> TASK DETAILS
Pick out the lines in the listing below that contain the word "APDUs" and copy them.

:: GIVEN RECORDS

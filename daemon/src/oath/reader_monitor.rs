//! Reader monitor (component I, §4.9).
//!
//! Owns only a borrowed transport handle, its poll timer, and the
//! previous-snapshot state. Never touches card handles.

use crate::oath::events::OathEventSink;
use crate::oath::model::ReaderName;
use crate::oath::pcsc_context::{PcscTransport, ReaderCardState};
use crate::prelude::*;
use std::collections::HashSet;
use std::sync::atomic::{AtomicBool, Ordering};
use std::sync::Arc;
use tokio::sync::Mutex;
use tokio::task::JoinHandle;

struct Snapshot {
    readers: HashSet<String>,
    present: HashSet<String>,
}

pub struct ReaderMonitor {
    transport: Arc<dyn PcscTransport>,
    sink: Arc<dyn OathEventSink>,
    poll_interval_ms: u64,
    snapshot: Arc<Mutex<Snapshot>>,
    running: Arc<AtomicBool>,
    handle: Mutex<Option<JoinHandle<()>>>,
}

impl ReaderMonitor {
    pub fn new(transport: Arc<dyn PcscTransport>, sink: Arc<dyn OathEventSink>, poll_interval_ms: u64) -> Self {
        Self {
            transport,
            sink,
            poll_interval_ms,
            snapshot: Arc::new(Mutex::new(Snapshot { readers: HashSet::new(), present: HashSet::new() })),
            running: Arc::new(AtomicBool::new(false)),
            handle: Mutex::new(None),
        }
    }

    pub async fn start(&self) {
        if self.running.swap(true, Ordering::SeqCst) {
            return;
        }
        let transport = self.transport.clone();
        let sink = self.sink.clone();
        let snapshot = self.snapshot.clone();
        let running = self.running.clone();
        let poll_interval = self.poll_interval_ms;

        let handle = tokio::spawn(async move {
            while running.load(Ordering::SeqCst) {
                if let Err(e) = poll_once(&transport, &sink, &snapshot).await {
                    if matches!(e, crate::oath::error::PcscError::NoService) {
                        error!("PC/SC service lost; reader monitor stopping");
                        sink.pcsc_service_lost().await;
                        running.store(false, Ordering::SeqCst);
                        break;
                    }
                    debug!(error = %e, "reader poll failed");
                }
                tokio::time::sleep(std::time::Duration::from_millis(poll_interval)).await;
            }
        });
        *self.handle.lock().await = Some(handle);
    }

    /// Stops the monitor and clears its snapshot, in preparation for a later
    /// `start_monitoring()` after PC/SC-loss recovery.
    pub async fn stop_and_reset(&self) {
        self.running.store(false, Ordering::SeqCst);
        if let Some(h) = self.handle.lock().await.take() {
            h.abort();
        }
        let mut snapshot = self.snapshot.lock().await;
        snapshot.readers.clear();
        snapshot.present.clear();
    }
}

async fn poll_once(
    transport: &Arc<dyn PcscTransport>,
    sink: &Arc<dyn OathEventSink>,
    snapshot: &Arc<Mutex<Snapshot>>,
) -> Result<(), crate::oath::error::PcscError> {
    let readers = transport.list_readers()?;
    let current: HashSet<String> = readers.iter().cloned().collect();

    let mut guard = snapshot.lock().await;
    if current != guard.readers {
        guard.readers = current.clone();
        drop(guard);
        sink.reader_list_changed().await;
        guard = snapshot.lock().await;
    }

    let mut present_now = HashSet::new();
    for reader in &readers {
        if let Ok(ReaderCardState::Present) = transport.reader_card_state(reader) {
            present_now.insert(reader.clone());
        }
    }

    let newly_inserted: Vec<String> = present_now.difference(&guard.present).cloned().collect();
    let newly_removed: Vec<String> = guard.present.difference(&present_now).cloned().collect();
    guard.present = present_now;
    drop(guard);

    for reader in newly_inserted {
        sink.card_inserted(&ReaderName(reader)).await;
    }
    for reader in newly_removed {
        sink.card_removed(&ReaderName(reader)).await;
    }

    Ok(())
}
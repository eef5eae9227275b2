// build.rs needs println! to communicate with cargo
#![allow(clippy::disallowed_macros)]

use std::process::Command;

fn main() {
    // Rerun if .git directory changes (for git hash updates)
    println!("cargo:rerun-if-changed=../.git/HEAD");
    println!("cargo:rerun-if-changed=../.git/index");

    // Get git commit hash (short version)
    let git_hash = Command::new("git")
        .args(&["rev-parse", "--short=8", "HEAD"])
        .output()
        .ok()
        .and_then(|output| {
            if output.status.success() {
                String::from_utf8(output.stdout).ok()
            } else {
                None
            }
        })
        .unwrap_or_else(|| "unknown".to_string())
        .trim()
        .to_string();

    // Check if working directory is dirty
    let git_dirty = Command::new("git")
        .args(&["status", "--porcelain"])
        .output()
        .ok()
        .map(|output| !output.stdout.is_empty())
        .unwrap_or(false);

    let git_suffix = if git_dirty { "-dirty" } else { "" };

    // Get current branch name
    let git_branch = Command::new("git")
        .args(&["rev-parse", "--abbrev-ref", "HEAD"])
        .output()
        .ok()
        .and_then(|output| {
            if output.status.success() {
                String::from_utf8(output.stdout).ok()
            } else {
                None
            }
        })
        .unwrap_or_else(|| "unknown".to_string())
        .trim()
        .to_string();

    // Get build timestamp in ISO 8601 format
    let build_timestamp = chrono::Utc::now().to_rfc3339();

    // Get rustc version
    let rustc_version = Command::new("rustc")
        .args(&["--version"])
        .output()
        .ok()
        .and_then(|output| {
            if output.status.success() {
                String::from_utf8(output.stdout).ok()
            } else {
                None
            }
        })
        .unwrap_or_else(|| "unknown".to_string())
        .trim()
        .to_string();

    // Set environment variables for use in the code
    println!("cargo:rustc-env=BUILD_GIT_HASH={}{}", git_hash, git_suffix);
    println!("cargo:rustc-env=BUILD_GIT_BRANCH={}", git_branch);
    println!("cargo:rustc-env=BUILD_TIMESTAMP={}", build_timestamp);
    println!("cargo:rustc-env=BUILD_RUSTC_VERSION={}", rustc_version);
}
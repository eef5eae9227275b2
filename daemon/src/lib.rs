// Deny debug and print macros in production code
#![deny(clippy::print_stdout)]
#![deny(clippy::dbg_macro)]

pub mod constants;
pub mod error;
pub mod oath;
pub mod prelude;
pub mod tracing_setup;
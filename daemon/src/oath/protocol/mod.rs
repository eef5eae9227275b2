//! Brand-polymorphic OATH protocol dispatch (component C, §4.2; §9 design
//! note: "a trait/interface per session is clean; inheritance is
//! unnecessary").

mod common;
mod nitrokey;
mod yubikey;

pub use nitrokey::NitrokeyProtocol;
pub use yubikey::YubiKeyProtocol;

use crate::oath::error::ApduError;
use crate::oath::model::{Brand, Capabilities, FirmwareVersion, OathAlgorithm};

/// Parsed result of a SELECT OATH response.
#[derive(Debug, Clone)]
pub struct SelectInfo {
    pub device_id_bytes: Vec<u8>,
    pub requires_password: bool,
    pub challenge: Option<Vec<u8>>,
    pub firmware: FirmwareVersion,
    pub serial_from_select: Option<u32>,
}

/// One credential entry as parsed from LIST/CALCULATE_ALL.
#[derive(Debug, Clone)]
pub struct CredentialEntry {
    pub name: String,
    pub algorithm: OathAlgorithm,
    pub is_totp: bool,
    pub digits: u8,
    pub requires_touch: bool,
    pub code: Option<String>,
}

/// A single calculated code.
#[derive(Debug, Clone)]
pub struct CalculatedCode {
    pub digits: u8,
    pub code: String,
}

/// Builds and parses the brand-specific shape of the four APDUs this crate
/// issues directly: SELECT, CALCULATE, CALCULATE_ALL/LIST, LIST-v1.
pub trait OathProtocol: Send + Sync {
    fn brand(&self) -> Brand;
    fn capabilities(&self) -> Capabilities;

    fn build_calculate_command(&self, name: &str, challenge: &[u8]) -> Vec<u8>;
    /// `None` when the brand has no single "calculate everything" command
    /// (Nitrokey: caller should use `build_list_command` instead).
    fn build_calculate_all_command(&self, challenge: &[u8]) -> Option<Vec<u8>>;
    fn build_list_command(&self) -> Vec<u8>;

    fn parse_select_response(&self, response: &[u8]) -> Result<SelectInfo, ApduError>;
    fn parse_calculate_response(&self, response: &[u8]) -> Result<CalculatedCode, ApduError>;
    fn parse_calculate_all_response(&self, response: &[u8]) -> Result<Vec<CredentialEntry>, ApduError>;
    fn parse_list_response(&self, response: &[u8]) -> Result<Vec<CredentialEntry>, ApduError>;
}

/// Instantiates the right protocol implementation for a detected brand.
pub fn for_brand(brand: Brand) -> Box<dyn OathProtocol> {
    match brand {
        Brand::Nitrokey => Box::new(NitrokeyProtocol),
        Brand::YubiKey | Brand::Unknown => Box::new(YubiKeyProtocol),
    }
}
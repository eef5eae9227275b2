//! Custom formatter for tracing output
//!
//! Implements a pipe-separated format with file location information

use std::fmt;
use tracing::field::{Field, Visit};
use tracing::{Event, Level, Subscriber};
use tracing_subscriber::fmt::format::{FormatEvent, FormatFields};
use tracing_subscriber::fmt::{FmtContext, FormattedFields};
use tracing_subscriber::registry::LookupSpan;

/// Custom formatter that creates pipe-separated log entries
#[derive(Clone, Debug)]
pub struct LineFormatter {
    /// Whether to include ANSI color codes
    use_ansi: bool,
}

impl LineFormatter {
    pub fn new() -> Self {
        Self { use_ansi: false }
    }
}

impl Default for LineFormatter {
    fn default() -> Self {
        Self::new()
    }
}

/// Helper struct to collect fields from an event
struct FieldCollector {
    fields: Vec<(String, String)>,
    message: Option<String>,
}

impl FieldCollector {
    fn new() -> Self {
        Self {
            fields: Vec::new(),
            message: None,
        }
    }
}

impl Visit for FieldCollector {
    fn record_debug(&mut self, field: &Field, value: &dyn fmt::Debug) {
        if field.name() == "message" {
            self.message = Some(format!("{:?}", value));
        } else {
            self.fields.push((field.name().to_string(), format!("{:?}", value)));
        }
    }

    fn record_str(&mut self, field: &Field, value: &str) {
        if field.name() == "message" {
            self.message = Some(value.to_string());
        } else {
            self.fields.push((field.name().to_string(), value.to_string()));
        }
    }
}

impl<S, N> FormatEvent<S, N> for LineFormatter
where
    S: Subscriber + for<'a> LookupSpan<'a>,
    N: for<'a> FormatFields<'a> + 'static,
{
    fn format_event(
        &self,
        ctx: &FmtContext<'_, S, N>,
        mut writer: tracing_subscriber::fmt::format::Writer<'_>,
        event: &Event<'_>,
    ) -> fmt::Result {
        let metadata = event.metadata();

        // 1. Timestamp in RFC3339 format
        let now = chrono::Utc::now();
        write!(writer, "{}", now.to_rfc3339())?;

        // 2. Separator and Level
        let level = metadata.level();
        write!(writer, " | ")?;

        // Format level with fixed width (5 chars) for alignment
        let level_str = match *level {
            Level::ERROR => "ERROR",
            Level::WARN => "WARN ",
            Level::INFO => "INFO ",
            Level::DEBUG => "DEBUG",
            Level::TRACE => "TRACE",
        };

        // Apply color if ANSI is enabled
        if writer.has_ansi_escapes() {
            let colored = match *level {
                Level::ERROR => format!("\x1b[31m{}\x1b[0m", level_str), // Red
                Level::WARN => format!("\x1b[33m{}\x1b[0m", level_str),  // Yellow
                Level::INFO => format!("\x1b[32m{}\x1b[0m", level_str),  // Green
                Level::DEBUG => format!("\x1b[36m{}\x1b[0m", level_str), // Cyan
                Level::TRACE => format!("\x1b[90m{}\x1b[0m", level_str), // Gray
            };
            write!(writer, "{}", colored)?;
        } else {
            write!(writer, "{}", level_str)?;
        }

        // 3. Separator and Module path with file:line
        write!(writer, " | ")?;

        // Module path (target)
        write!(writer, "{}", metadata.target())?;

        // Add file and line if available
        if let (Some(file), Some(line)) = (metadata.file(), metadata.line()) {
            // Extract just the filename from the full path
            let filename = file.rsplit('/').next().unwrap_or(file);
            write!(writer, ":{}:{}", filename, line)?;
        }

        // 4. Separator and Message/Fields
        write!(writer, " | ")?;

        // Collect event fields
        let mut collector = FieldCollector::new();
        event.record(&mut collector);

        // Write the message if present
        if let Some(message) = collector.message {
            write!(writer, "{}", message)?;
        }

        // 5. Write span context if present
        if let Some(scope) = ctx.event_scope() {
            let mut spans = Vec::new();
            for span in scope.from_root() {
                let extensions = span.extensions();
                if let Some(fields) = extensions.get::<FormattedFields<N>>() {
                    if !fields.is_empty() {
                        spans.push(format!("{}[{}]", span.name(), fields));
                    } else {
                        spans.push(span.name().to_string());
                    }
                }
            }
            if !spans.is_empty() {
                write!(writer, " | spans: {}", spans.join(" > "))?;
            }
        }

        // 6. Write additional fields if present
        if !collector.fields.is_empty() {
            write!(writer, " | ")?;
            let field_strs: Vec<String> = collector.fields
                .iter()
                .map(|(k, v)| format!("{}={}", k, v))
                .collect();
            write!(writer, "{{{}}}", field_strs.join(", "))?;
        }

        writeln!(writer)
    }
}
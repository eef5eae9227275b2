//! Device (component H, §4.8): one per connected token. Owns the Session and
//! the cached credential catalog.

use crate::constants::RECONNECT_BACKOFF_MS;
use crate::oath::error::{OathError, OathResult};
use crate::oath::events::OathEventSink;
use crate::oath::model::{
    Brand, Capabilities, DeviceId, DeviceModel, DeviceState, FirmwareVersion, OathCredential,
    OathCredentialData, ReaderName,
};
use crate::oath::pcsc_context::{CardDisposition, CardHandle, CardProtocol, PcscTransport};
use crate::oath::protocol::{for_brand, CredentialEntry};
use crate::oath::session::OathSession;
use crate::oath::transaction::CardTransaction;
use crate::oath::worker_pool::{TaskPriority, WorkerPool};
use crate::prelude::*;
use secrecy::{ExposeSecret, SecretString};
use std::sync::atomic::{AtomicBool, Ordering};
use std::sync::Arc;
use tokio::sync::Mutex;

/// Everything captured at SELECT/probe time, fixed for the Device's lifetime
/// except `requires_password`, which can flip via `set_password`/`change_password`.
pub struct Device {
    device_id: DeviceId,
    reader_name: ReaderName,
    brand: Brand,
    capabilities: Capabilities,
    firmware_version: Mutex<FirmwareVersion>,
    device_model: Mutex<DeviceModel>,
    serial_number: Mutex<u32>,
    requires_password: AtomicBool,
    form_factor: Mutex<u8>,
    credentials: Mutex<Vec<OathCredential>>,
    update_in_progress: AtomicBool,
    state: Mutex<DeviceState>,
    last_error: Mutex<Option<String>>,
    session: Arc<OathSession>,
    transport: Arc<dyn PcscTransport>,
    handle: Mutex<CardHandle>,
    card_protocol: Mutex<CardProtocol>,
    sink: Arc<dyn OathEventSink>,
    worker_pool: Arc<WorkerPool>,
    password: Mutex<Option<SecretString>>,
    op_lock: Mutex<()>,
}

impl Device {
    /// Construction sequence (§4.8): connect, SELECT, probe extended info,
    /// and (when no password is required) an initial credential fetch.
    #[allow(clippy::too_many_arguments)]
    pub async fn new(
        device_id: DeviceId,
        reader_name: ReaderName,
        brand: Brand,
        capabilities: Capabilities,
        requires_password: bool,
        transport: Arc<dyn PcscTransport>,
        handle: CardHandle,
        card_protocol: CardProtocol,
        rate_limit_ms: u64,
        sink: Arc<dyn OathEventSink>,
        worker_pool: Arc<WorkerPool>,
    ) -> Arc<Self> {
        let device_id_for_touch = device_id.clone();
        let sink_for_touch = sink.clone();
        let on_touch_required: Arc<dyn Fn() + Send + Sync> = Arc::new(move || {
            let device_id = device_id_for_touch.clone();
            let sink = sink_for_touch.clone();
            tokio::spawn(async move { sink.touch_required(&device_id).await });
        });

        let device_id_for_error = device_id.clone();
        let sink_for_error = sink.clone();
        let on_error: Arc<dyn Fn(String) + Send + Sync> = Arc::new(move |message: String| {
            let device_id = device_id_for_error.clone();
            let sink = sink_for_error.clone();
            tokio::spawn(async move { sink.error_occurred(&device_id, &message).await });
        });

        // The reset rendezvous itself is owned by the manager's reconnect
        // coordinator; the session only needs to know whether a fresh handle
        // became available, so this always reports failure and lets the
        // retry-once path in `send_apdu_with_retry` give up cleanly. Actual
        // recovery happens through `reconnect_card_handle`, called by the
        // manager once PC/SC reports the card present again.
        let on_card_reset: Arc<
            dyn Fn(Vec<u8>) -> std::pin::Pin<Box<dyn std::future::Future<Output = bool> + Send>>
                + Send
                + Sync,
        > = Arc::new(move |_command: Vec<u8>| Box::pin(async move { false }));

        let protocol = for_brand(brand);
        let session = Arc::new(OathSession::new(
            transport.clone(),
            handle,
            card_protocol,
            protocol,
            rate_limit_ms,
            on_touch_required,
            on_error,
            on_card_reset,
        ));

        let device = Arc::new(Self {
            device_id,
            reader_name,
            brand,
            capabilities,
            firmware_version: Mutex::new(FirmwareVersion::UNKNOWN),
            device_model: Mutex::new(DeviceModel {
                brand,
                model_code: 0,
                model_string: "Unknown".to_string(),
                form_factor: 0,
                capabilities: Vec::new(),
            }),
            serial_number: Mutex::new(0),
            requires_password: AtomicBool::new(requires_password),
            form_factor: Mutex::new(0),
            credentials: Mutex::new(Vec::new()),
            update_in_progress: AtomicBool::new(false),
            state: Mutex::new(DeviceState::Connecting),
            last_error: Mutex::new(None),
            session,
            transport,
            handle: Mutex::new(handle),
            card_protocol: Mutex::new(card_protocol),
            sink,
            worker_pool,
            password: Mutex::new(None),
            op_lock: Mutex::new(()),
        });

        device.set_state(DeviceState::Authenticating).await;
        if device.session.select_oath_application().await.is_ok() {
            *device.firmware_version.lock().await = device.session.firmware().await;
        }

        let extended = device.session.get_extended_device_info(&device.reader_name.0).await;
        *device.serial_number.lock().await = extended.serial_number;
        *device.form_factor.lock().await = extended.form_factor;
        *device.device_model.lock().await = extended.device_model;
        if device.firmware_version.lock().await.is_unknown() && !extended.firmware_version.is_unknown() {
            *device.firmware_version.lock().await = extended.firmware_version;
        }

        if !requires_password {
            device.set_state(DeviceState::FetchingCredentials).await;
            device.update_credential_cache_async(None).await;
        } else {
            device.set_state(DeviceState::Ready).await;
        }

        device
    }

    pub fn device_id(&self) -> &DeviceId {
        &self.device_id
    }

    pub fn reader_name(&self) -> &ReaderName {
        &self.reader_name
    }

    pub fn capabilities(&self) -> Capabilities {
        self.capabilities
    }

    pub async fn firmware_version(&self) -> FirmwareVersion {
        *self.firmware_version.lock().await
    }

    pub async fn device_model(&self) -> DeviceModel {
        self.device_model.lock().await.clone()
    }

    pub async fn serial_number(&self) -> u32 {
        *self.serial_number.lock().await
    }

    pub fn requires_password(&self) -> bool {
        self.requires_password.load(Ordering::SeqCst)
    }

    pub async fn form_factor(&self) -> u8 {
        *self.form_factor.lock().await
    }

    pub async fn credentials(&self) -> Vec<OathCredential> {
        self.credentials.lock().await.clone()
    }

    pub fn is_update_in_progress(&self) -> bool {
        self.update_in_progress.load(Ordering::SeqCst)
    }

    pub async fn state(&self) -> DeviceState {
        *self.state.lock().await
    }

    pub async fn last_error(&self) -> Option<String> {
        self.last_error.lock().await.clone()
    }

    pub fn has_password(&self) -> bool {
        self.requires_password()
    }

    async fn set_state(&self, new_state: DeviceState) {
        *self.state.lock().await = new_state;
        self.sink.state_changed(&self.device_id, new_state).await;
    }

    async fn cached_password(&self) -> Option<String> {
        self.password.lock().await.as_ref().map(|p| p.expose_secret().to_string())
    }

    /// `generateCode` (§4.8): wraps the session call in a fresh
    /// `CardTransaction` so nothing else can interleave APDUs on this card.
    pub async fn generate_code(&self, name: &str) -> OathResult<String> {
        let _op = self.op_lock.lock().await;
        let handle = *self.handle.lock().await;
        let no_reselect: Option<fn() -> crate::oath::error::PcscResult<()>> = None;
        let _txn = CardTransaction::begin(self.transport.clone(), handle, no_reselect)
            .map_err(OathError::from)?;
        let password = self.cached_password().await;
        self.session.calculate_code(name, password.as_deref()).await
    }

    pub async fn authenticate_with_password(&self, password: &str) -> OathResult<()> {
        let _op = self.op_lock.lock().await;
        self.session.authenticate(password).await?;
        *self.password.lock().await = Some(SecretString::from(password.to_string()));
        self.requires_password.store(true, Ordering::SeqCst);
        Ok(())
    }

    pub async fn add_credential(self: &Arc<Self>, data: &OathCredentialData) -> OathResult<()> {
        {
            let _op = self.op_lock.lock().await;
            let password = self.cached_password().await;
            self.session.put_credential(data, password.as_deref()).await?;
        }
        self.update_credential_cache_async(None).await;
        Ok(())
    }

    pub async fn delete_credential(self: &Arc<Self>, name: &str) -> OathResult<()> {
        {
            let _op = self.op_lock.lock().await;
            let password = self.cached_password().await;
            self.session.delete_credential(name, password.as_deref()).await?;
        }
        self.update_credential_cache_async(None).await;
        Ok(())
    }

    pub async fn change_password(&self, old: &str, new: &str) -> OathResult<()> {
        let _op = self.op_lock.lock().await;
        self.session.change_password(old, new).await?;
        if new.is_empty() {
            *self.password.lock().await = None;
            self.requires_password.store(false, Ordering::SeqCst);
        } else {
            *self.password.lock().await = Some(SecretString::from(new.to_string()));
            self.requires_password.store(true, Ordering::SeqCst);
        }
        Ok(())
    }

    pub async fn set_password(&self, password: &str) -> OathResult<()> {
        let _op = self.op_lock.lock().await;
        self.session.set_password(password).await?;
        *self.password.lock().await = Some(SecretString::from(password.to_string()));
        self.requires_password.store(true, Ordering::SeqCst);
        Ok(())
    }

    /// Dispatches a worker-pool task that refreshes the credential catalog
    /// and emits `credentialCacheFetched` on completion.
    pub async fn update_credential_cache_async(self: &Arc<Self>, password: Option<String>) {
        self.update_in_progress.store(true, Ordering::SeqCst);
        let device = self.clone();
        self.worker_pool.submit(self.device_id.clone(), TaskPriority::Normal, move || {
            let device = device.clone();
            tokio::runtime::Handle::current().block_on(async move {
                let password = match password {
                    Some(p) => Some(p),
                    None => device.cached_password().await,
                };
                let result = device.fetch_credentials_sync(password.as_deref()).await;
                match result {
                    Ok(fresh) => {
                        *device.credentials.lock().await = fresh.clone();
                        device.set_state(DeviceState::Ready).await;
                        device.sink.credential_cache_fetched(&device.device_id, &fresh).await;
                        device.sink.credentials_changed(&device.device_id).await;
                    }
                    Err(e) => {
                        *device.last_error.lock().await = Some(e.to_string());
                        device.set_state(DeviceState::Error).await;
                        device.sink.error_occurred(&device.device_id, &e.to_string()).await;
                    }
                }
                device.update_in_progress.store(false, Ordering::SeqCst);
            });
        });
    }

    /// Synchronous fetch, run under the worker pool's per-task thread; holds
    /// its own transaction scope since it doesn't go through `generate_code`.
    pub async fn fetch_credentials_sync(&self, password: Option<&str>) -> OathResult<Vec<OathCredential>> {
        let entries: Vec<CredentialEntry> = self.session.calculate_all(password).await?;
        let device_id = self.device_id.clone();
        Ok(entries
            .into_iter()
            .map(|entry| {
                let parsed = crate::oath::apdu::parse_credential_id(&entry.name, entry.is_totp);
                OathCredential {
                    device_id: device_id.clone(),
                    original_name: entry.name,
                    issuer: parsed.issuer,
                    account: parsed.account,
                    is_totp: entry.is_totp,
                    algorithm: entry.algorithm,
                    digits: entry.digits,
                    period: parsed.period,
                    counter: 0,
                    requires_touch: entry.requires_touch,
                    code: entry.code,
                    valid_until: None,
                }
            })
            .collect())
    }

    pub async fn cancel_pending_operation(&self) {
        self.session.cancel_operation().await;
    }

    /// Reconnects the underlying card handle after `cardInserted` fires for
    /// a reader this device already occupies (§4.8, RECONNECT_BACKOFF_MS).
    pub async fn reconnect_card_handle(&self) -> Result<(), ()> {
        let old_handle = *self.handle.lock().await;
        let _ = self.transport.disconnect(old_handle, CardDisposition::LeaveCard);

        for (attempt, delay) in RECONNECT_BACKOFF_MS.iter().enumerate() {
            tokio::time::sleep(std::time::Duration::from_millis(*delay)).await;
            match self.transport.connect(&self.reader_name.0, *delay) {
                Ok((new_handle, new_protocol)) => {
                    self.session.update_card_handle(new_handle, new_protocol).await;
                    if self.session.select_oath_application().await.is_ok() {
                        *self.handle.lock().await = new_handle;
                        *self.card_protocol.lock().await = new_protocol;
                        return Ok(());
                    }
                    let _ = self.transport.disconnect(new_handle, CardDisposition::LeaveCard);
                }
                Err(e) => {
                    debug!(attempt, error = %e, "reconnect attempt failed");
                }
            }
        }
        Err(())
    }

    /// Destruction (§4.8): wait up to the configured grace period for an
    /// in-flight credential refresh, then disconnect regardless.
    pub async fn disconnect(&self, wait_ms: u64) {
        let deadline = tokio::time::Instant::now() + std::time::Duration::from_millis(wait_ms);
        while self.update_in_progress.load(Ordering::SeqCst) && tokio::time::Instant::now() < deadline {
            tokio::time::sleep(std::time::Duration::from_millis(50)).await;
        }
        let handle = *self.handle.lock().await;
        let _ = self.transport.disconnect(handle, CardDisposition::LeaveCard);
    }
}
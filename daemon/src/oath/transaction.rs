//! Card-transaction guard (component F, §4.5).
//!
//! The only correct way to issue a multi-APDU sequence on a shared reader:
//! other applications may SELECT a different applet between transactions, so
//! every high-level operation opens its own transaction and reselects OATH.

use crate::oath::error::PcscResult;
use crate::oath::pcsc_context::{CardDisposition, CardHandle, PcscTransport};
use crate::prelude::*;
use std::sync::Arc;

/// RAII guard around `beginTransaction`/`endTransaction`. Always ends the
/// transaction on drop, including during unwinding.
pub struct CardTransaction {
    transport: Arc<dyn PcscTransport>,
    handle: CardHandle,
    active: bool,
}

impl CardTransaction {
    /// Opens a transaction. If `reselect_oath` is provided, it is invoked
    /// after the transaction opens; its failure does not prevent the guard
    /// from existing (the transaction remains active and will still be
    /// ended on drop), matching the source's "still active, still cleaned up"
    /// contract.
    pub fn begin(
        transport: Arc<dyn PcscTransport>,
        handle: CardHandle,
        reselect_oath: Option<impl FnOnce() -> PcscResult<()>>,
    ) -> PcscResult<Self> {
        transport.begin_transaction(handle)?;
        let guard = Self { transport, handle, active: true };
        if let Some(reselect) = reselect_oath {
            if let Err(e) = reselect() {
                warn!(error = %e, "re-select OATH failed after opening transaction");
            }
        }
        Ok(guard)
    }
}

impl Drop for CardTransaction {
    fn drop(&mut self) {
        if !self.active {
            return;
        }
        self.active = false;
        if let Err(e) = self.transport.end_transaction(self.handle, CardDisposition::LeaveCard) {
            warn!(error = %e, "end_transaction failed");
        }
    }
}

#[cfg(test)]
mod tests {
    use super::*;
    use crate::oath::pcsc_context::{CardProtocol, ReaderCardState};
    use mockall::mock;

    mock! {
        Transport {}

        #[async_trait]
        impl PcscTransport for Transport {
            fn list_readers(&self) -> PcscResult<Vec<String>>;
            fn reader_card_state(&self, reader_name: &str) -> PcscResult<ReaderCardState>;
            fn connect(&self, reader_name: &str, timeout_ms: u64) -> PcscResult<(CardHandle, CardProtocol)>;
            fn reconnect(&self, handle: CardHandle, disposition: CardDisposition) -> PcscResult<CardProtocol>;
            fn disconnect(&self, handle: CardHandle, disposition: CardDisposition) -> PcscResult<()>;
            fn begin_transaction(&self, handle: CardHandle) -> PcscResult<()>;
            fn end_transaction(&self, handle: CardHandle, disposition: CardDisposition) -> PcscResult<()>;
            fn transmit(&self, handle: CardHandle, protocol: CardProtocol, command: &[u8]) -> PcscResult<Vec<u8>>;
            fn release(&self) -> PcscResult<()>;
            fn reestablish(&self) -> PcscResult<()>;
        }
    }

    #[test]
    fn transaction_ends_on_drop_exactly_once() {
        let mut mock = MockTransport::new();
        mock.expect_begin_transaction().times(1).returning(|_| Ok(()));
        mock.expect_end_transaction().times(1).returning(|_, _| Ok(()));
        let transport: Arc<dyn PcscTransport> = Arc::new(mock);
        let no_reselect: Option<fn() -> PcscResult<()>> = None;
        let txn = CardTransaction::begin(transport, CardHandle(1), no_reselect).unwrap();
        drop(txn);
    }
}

::::

> RESPONSE BELOW
/// Builds and parses the brand-specific shape of the four APDUs this crate
    /// `CardTransaction` so nothing else can interleave APDUs on this card.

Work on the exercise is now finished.